Re: [PERFORM] Need help in performance tuning.
Brad Nicholson bnich...@ca.afilias.info wrote: Just like replication, pooling has different approaches. I do think that in both cases, having a solution that works, easily, out of the box will meet the needs of most users. Any thoughts on the minimalist solution I suggested a couple weeks ago?: http://archives.postgresql.org/pgsql-hackers/2010-06/msg01385.php http://archives.postgresql.org/pgsql-hackers/2010-06/msg01387.php So far, there has been no comment by anyone -Kevin -- Sent via pgsql-performance mailing list (pgsql-performance@postgresql.org) To make changes to your subscription: http://www.postgresql.org/mailpref/pgsql-performance
Re: [PERFORM] Need help in performance tuning.
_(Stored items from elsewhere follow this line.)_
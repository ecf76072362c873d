//! Well-known filesystem locations.
//!
//! Every location can be overridden through a `PROBESHIP_*` environment
//! variable, which is how CI runners point the layer cache at a shared volume.

use std::path::PathBuf;

use crate::consts::{APP_NAME, CACHE_DIR_ENV, CONFIG_ENV, DEFAULT_CONFIG_FILE};

/// Returns the user's home directory
pub fn home_dir() -> PathBuf {
  std::env::var("HOME").map(PathBuf::from).unwrap_or_else(|_| std::env::temp_dir())
}

/// Returns the directory for cache files for the application
pub fn cache_dir() -> PathBuf {
  if let Ok(path) = std::env::var(CACHE_DIR_ENV) {
    return PathBuf::from(path);
  }

  let cache_home = std::env::var("XDG_CACHE_HOME")
    .map(PathBuf::from)
    .unwrap_or_else(|_| home_dir().join(".cache"));
  cache_home.join(APP_NAME)
}

/// Root of the filesystem layer cache.
pub fn layer_cache_dir() -> PathBuf {
  cache_dir().join("layers")
}

/// Path of the release configuration file.
///
/// `PROBESHIP_CONFIG` wins over the default `release.toml` in the working directory.
pub fn config_file() -> PathBuf {
  std::env::var(CONFIG_ENV)
    .map(PathBuf::from)
    .unwrap_or_else(|_| PathBuf::from(DEFAULT_CONFIG_FILE))
}

#[cfg(test)]
mod tests {
  use super::*;
  use serial_test::serial;

  #[test]
  #[serial]
  fn cache_dir_env_override_wins() {
    temp_env::with_vars(
      [
        (CACHE_DIR_ENV, Some("/shared/cache")),
        ("XDG_CACHE_HOME", Some("/xdg/cache")),
      ],
      || {
        assert_eq!(cache_dir(), PathBuf::from("/shared/cache"));
        assert_eq!(layer_cache_dir(), PathBuf::from("/shared/cache/layers"));
      },
    );
  }

  #[test]
  #[serial]
  fn xdg_cache_home_takes_precedence_over_home() {
    temp_env::with_vars(
      [
        (CACHE_DIR_ENV, None::<&str>),
        ("XDG_CACHE_HOME", Some("/xdg/cache")),
        ("HOME", Some("/home/ci")),
      ],
      || {
        assert_eq!(cache_dir(), PathBuf::from("/xdg/cache").join(APP_NAME));
      },
    );
  }

  #[test]
  #[serial]
  fn falls_back_to_home_cache() {
    temp_env::with_vars(
      [
        (CACHE_DIR_ENV, None::<&str>),
        ("XDG_CACHE_HOME", None::<&str>),
        ("HOME", Some("/home/ci")),
      ],
      || {
        assert_eq!(cache_dir(), PathBuf::from("/home/ci/.cache").join(APP_NAME));
      },
    );
  }

  #[test]
  #[serial]
  fn config_file_defaults_to_working_directory() {
    temp_env::with_var(CONFIG_ENV, None::<&str>, || {
      assert_eq!(config_file(), PathBuf::from(DEFAULT_CONFIG_FILE));
    });
    temp_env::with_var(CONFIG_ENV, Some("/etc/probeship.toml"), || {
      assert_eq!(config_file(), PathBuf::from("/etc/probeship.toml"));
    });
  }
}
On Fri, 9 Jul 2010, Kevin Grittner wrote: Any thoughts on the minimalist solution I suggested a couple weeks ago?: http://archives.postgresql.org/pgsql-hackers/2010-06/msg01385.php http://archives.postgresql.org/pgsql-hackers/2010-06/msg01387.php So far, there has been no comment by anyone Interesting idea. As far as I can see, you are suggesting solving the too many connections problem by allowing lots of connections, but only allowing a certain number to do anything at a time? A proper connection pool provides the following advantages over this: 1. Pool can be on a separate machine or machines, spreading load. 2. Pool has a lightweight footprint per connection, whereas Postgres doesn't. 3. A large amount of the overhead is sometimes connection setup, which this would not solve. A pool has cheap setup. 4. This could cause Postgres backends to be holding onto large amounts of memory while being prevented from doing anything, which is a bad use of resources. 5. A fair amount of the overhead is caused by context-switching between backends. The more backends, the less useful any CPU caches. 6. There are some internal workings of Postgres that involve keeping all the backends informed about something going on. The more backends, the greater this overhead is. (This was pretty bad with the sinval queue overflowing a while back, but a bit better now. It still causes some overhead). 7. That lock would have a metric *($!-load of contention. Matthew -- Unfortunately, university regulations probably prohibit me from eating small children in front of the lecture class. -- Computer Science Lecturer -- Sent via pgsql-performance mailing list (pgsql-performance@postgresql.org) To make changes to your subscription: http://www.postgresql.org/mailpref/pgsql-performance
Re: [PERFORM] Need help in performance tuning.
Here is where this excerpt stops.